27.
La boîte à outils a volé en éclats. Et la difficulté de la pratique m’a rappelé à l’ordre. Dans le bus, je tangue. Six jeunes filles éclatent de rire. Le véhicule s’arrête, les adolescentes sortent, je les suis, bringuebalant. Je veux m’expliquer. Nouveaux ricanements. Humiliation renouvelée. En colère, j’ai oublié Sénèque et Épictète, et Spinoza ne m’a pas aidé.
Tandis que je marche dans la rue, l’indignation s’estompe peu à peu et le calme advient. Et si ces moqueries pouvaient aussi devenir l’occasion de ma pratique, la pierre de touche de mes progrès ? Je m’étonne que pareilles railleries m’atteignent encore et me surprennent.
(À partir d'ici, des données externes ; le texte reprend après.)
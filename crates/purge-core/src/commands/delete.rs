//! Delete command implementation.
//!
//! Resolves every filter, merges and reduces the results, asks for
//! confirmation and then deletes the reduced paths concurrently.

use std::sync::Arc;

use tracing::{debug, info, warn};

use super::confirm::DeleteConfirmer;
use crate::error::PipelineError;
use crate::filter::FilterSpec;
use crate::pipeline::{
    DEFAULT_THREADS, DeleteExecutor, ExecutionReport, MergedStream, reduce_top_chain,
};
use crate::remote::{PathResolver, RemoteDeleter};
use crate::stream::{DEFAULT_SPILL_THRESHOLD, PathSet, PathSetWriter, PathStream};

/// Options for the delete command
#[derive(Debug, Clone)]
pub struct DeleteOptions {
    /// One resolved stream per filter
    pub filters: Vec<FilterSpec>,
    /// Maximum concurrent delete calls
    pub threads: usize,
    /// Skip the confirmation prompt
    pub quiet: bool,
    /// Log what would be deleted without deleting
    pub dry_run: bool,
}

impl DeleteOptions {
    pub fn new(filters: impl IntoIterator<Item = FilterSpec>) -> Self {
        Self {
            filters: filters.into_iter().collect(),
            threads: DEFAULT_THREADS,
            quiet: false,
            dry_run: false,
        }
    }

    pub fn with_threads(mut self, threads: usize) -> Self {
        self.threads = threads;
        self
    }

    pub fn with_quiet(mut self, quiet: bool) -> Self {
        self.quiet = quiet;
        self
    }

    pub fn with_dry_run(mut self, dry_run: bool) -> Self {
        self.dry_run = dry_run;
        self
    }
}

/// Report from a delete run
#[derive(Debug, Default)]
pub struct DeleteReport {
    /// Paths left after reduction
    pub total: usize,
    /// Whether deletion went ahead
    pub confirmed: bool,
    pub execution: ExecutionReport,
}

impl DeleteReport {
    fn skipped(total: usize) -> Self {
        Self {
            total,
            ..Default::default()
        }
    }
}

/// Delete command orchestrator
pub struct DeleteCommand {
    resolver: Arc<dyn PathResolver>,
    deleter: Arc<dyn RemoteDeleter>,
    spill_threshold: usize,
}

impl DeleteCommand {
    pub fn new(resolver: Arc<dyn PathResolver>, deleter: Arc<dyn RemoteDeleter>) -> Self {
        Self {
            resolver,
            deleter,
            spill_threshold: DEFAULT_SPILL_THRESHOLD,
        }
    }

    /// Reduced paths beyond `threshold` are buffered in a temp file.
    pub fn with_spill_threshold(mut self, threshold: usize) -> Self {
        self.spill_threshold = threshold;
        self
    }

    /// Resolve, merge and reduce `filters` into the set of paths to delete.
    ///
    /// Streams opened before a failure are dropped before returning.
    pub async fn paths_to_delete(&self, filters: &[FilterSpec]) -> Result<PathSet, PipelineError> {
        let mut streams: Vec<Box<dyn PathStream>> = Vec::with_capacity(filters.len());
        for filter in filters {
            let stream = self
                .resolver
                .resolve(filter)
                .await
                .map_err(|source| PipelineError::Resolution {
                    pattern: filter.pattern().to_string(),
                    source,
                })?;
            debug!(pattern = filter.pattern(), "opened path stream");
            streams.push(stream);
        }

        let merged = MergedStream::new(streams.iter_mut()).map_err(PipelineError::Merge)?;
        let writer = PathSetWriter::with_threshold(self.spill_threshold);
        let paths = reduce_top_chain(merged, writer).map_err(PipelineError::Reduce)?;
        info!(filters = filters.len(), paths = paths.len(), "collected paths to delete");
        Ok(paths)
    }

    /// Execute the delete command
    ///
    /// Errors mean nothing was deleted. Failures during deletion are reported
    /// through [`DeleteReport::execution`].
    pub async fn execute(
        &self,
        options: &DeleteOptions,
        confirmer: &mut dyn DeleteConfirmer,
    ) -> Result<DeleteReport, PipelineError> {
        let paths = self.paths_to_delete(&options.filters).await?;
        let total = paths.len();

        if paths.is_empty() {
            info!("No paths matched, nothing to delete");
            return Ok(DeleteReport::skipped(0));
        }

        if !options.quiet {
            let confirmed = confirmer.confirm(&paths).map_err(PipelineError::Confirm)?;
            if !confirmed {
                info!(paths = total, "Delete cancelled");
                release(paths);
                return Ok(DeleteReport::skipped(total));
            }
        }

        let reader = paths.reader().map_err(PipelineError::Spill)?;
        let executor = DeleteExecutor::new(Arc::clone(&self.deleter), options.threads)
            .with_dry_run(options.dry_run);
        let execution = executor.run_with_total(reader, total).await;
        release(paths);

        Ok(DeleteReport {
            total,
            confirmed: true,
            execution,
        })
    }
}

fn release(paths: PathSet) {
    if let Err(e) = paths.close() {
        warn!(error = %e, "failed to remove spill file");
    }
}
Pourtant, elles ne datent pas d’hier. Me revient alors à l’esprit un exercice spirituel déniché chez Épictète : se préparer au pire. Je devine que le réel ne déçoit que celui qui attend trop de lui : « Lorsque tu es sur le point d’entreprendre une action, remets-toi dans l’esprit ce qu’est cette action. Si tu vas te baigner, représente-toi ce qui arrive dans un établissement de bain : les gens qui t’aspergent d’eau, qui te bousculent, t’injurient, te volent. Et ainsi tu entreprendras ton action avec plus d’assurance, si tu ajoutes pour toi-même : “Je veux me baigner et en même temps que mon choix de vie reste en conformité avec la nature.” Et qu’il en soit de même pour chaque action1. »
Se préparer au pire, c’est avant tout être prêt à discerner où se cache la véritable joie, celle que ne sauraient altérer ni les railleries ni les contrariétés du jour. En définitive, la joie n’en dépend absolument pas. L’exercice, au moins, dépouille de cette attente ridicule : les circonstances, les proches doivent me rendre heureux. Une chose est de le savoir, une autre de le vivre. Mon maître en détachement a, en ce moment, le droit de vie et de mort sur ma bonne humeur. Je lui donne cette funeste prérogative, même si lui n’en veut pas !
Bref, ce n’est pas une âme chagrine qui dépose les attentes, mais au contraire un cœur qui s’efforce de trouver la joie en tout et ne se laisse enfermer dans aucun attachement. Souhaiterais-je sombrer dans une indifférence où, pour me blinder contre la souffrance, je m’isole et je n’aime plus ? Ici aussi le chemin de crête est périlleux à suivre.
Pour revenir à l’épisode du bus, j’ai pris à mon compte et de plein fouet la méchanceté ou du moins l’ignorance qui endurcit et anesthésie certains cœurs.
Nouvelle règle du jeu donc : sans me blinder, considérer ce type d’épreuve comme un exercice. Au fond, quelle meilleure occasion de progresser que celle qu’impose le réel ?
Épictète, Manuel d’Épictète, 4, Paris, Le Livre de Poche, 2000, p. 166.